Des peintures et dessins montrés ici, il n'y a, à ce jour, d'assurément autographes et en rapport avec cette suite que les trois feuilles pour le Christ au jardin des oliviers. Je ne connais pas directement les tableaux mais les dimensions du Christ devant Pilate rejeté par Lauren Laz en 2006, qui correspondent à celles de la peinture vendue en 1771, et une facture et un coloris qui conviennent m'incitent à le maintenir dans ce catalogue. Le fait qu'il soit dans le même sens que la gravure ne doit pas nous arrêter ici : le constat est le même pour le Christ au jardin des oliviers et ses trois préparations abouties. Constance d'ailleurs étonnante, tant on a pu constater avec quelle gourmandise Stella pouvait se plaire à l'inversion pour remâcher ses idées - ce dont, au demeurant, la reprise à la sanguine au verso du troisième dessin témoigne. Claudine aurait donc gravé ses interprétations dans le sens des modèles.
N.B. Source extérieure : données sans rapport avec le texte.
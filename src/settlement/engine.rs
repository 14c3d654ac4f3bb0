//! Payment settlement engine
//!
//! A payment is created PENDING and reaches SUCCESS or FAILED exactly once.
//! Two independent triggers race for it:
//!
//! ```text
//! initiate ──▶ store.insert ──▶ scheduler.after(completion_delay) ──┐
//!                                                                   ├──▶ settle(id)
//! scheduler.every(sweep_interval) ──▶ sweep_stale_pending ──────────┘
//!                                                                        │
//!                                      store.compare_and_set_status(PENDING → outcome)
//! ```
//!
//! The conditional write in the store is the only synchronization: whichever
//! trigger writes first wins, the other observes a terminal status and does
//! nothing.

use super::outcome::OutcomeDecider;
use super::scheduler::{RecurringTask, ScheduleHandle, Scheduler, Task};
use crate::config::SettlementSection;
use crate::core::error::{ServiceError, ServiceResult};
use crate::core::events::{DomainEvent, EventBus, PaymentEvent, SettlementPath};
use crate::core::store::{RecordStore, StoreResult};
use crate::entities::dealer::Dealer;
use crate::entities::payment::{Payment, PaymentMethod, PaymentStatus, PaymentStore, StatusWrite};
use chrono::Utc;
use futures::FutureExt;
use rust_decimal::Decimal;
use std::sync::Arc;
use std::sync::atomic::{AtomicU64, Ordering};
use std::time::Duration;
use uuid::Uuid;

/// Timing of the two settlement triggers
#[derive(Debug, Clone, Copy, PartialEq, Eq)]
pub struct SettlementPolicy {
    /// Delay of the one-shot completion armed by `initiate`
    pub completion_delay: Duration,
    /// Period of the reconciliation sweep
    pub sweep_interval: Duration,
    /// Minimum age of a PENDING payment before the sweep touches it
    pub stale_after: Duration,
}

impl Default for SettlementPolicy {
    fn default() -> Self {
        Self::from(&SettlementSection::default())
    }
}

impl From<&SettlementSection> for SettlementPolicy {
    fn from(section: &SettlementSection) -> Self {
        Self {
            completion_delay: section.completion_delay(),
            sweep_interval: section.sweep_interval(),
            stale_after: section.stale_after(),
        }
    }
}

/// Result of one settlement attempt
///
/// Losing a race is a normal outcome, not an error.
#[derive(Debug, Clone, PartialEq)]
pub enum Settlement {
    /// This call moved the payment out of PENDING
    Settled(Payment),
    /// The payment was already SUCCESS or FAILED
    AlreadyTerminal(PaymentStatus),
    /// No payment with this id
    Missing,
}

impl Settlement {
    pub fn is_settled(&self) -> bool {
        matches!(self, Settlement::Settled(_))
    }
}

/// Counters of one sweep pass
#[derive(Debug, Clone, Copy, Default, PartialEq, Eq)]
pub struct SweepReport {
    /// Stale PENDING payments found by the scan
    pub scanned: usize,
    /// Payments this pass moved to a terminal status
    pub settled: usize,
    /// Payments settled by another trigger (or deleted) in the meantime
    pub skipped: usize,
    /// Payments whose settlement hit a store error
    pub failed: usize,
}

pub struct SettlementEngine {
    payments: Arc<dyn PaymentStore>,
    dealers: Arc<dyn RecordStore<Dealer>>,
    decider: Arc<dyn OutcomeDecider>,
    scheduler: Arc<dyn Scheduler>,
    events: EventBus,
    policy: SettlementPolicy,
    settlements: AtomicU64,
    overrides: AtomicU64,
}

impl SettlementEngine {
    pub fn new(
        payments: Arc<dyn PaymentStore>,
        dealers: Arc<dyn RecordStore<Dealer>>,
        decider: Arc<dyn OutcomeDecider>,
        scheduler: Arc<dyn Scheduler>,
        events: EventBus,
        policy: SettlementPolicy,
    ) -> Self {
        Self {
            payments,
            dealers,
            decider,
            scheduler,
            events,
            policy,
            settlements: AtomicU64::new(0),
            overrides: AtomicU64::new(0),
        }
    }

    pub fn policy(&self) -> &SettlementPolicy {
        &self.policy
    }

    /// PENDING → terminal transitions performed by this engine
    pub fn settlements(&self) -> u64 {
        self.settlements.load(Ordering::SeqCst)
    }

    /// Administrative overrides performed by this engine
    pub fn overrides(&self) -> u64 {
        self.overrides.load(Ordering::SeqCst)
    }

    /// Every status change performed by this engine
    pub fn transitions(&self) -> u64 {
        self.settlements() + self.overrides()
    }

    /// Create a PENDING payment and arm its delayed completion
    ///
    /// Nothing is persisted or armed when validation fails.
    pub async fn initiate(
        self: &Arc<Self>,
        dealer_id: Uuid,
        amount: Decimal,
        method: PaymentMethod,
    ) -> ServiceResult<Payment> {
        if amount <= Decimal::ZERO {
            return Err(ServiceError::invalid(format!(
                "Payment amount must be greater than 0, got {amount}"
            )));
        }
        if !self.dealers.exists(&dealer_id).await? {
            return Err(ServiceError::not_found("dealer", dealer_id));
        }

        let payment = self
            .payments
            .insert(Payment::pending(dealer_id, amount, method))
            .await?;

        tracing::info!(
            payment_id = %payment.id,
            transaction_id = %payment.transaction_id,
            dealer_id = %dealer_id,
            amount = %amount,
            "payment initiated"
        );
        self.events.publish(DomainEvent::created("payment", payment.id));

        // Individual timers are never cancelled; the handle is dropped.
        self.scheduler
            .after(self.policy.completion_delay, self.delayed_completion(payment.id));

        Ok(payment)
    }

    fn delayed_completion(self: &Arc<Self>, payment_id: Uuid) -> Task {
        let engine = Arc::clone(self);
        Box::new(move || {
            async move {
                // Store errors are already logged by `settle`
                let _ = engine.settle(payment_id, SettlementPath::Delayed).await;
            }
            .boxed()
        })
    }

    /// Settle a payment if it is still PENDING
    ///
    /// Missing and already terminal payments are reported, not raised.
    pub async fn complete_if_pending(&self, payment_id: Uuid) -> StoreResult<Settlement> {
        self.settle(payment_id, SettlementPath::Direct).await
    }

    async fn settle(&self, payment_id: Uuid, path: SettlementPath) -> StoreResult<Settlement> {
        self.try_settle(payment_id, path).await.inspect_err(|e| {
            tracing::error!(payment_id = %payment_id, ?path, error = %e, "settlement failed");
        })
    }

    async fn try_settle(&self, payment_id: Uuid, path: SettlementPath) -> StoreResult<Settlement> {
        let Some(payment) = self.payments.get(&payment_id).await? else {
            tracing::debug!(payment_id = %payment_id, ?path, "payment vanished before settlement");
            return Ok(Settlement::Missing);
        };
        if payment.status.is_terminal() {
            tracing::debug!(payment_id = %payment_id, status = %payment.status, ?path, "payment already settled");
            return Ok(Settlement::AlreadyTerminal(payment.status));
        }

        let next = PaymentStatus::from(self.decider.decide(&payment));
        let write = self
            .payments
            .compare_and_set_status(&payment_id, PaymentStatus::Pending, next, Utc::now())
            .await?;

        match write {
            StatusWrite::Applied(settled) => {
                self.settlements.fetch_add(1, Ordering::SeqCst);
                tracing::info!(
                    payment_id = %settled.id,
                    transaction_id = %settled.transaction_id,
                    status = %settled.status,
                    ?path,
                    "payment settled"
                );
                self.events.publish(DomainEvent::Payment(PaymentEvent::Settled {
                    payment_id: settled.id,
                    transaction_id: settled.transaction_id.clone(),
                    status: settled.status,
                    path,
                }));
                Ok(Settlement::Settled(settled))
            }
            StatusWrite::Rejected(current) => {
                tracing::debug!(payment_id = %payment_id, status = %current, ?path, "lost settlement race");
                Ok(Settlement::AlreadyTerminal(current))
            }
            StatusWrite::Missing => Ok(Settlement::Missing),
        }
    }

    /// Settle every PENDING payment created at least `older_than` ago
    ///
    /// Safe to run at any time, including concurrently with delayed
    /// completions and other sweeps.
    pub async fn sweep_stale_pending(&self, older_than: Duration) -> StoreResult<SweepReport> {
        let age = chrono::Duration::from_std(older_than).unwrap_or(chrono::Duration::MAX);
        let Some(cutoff) = Utc::now().checked_sub_signed(age) else {
            return Ok(SweepReport::default());
        };

        let ids: Vec<Uuid> = self
            .payments
            .pending_created_before(cutoff)
            .await?
            .into_iter()
            .map(|payment| payment.id)
            .collect();

        let mut report = SweepReport {
            scanned: ids.len(),
            ..SweepReport::default()
        };
        if ids.is_empty() {
            return Ok(report);
        }

        let results = futures::future::join_all(
            ids.into_iter()
                .map(|id| self.settle(id, SettlementPath::Sweep)),
        )
        .await;

        for result in results {
            match result {
                Ok(Settlement::Settled(_)) => report.settled += 1,
                Ok(_) => report.skipped += 1,
                Err(_) => report.failed += 1,
            }
        }

        tracing::info!(
            scanned = report.scanned,
            settled = report.settled,
            skipped = report.skipped,
            failed = report.failed,
            "settlement sweep finished"
        );
        Ok(report)
    }

    /// Administrative status change from any status to SUCCESS or FAILED
    ///
    /// PENDING is refused as a target: a terminal payment never reverts.
    pub async fn override_status(
        &self,
        payment_id: &Uuid,
        status: PaymentStatus,
    ) -> ServiceResult<Payment> {
        if !status.is_terminal() {
            return Err(ServiceError::invalid(format!(
                "cannot override payment status to {status}"
            )));
        }

        let (previous, payment) = self
            .payments
            .force_status(payment_id, status, Utc::now())
            .await?
            .ok_or_else(|| ServiceError::not_found("payment", payment_id))?;

        self.overrides.fetch_add(1, Ordering::SeqCst);
        tracing::warn!(
            payment_id = %payment_id,
            transaction_id = %payment.transaction_id,
            from = %previous,
            to = %status,
            "payment status overridden"
        );
        self.events
            .publish(DomainEvent::Payment(PaymentEvent::StatusOverridden {
                payment_id: *payment_id,
                from: previous,
                to: status,
            }));
        Ok(payment)
    }

    /// Register the periodic sweep with the scheduler
    pub fn start_sweeper(self: &Arc<Self>) -> ScheduleHandle {
        if self.policy.stale_after <= self.policy.completion_delay {
            tracing::warn!(
                stale_after_ms = self.policy.stale_after.as_millis() as u64,
                completion_delay_ms = self.policy.completion_delay.as_millis() as u64,
                "stale threshold does not exceed the completion delay; the sweep will race delayed completions"
            );
        }

        tracing::info!(
            interval_ms = self.policy.sweep_interval.as_millis() as u64,
            stale_after_ms = self.policy.stale_after.as_millis() as u64,
            "settlement sweeper started"
        );

        let engine = Arc::clone(self);
        let task: RecurringTask = Arc::new(move || {
            let engine = engine.clone();
            async move {
                let stale_after = engine.policy.stale_after;
                if let Err(e) = engine.sweep_stale_pending(stale_after).await {
                    tracing::error!(error = %e, "settlement sweep failed");
                }
            }
            .boxed()
        });
        self.scheduler.every(self.policy.sweep_interval, task)
    }
}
Retouche, novembre 2024 : j'ai enfin pu voir l'une des peintures de la suite, qui incite à voir dans les autres tableaux de même format des ouvrages pareillement autographes (voir ici, plus bas).
Nicolas Poussin, La crucifixion, gravure de Claudine B. Stella, 1672.
13-G. Jésus revêtu de la robe des fous, gravure de Claudine.
Les trois feuilles en question témoignent des multiples recherches que Stella pouvait encore entreprendre pour un même sujet, jusque dans une suite qui devait en comprendre trente. Il ne s'agissait donc pas vraiment de produire un ensemble faisant synthèse des propositions qu'il avait pu faire au cours de sa carrière, mais bien de donner une ultime et nouvelle version de chacun d'entre eux. Cet épisode pourrait donner le la de la partition que l'artiste voulait jouer.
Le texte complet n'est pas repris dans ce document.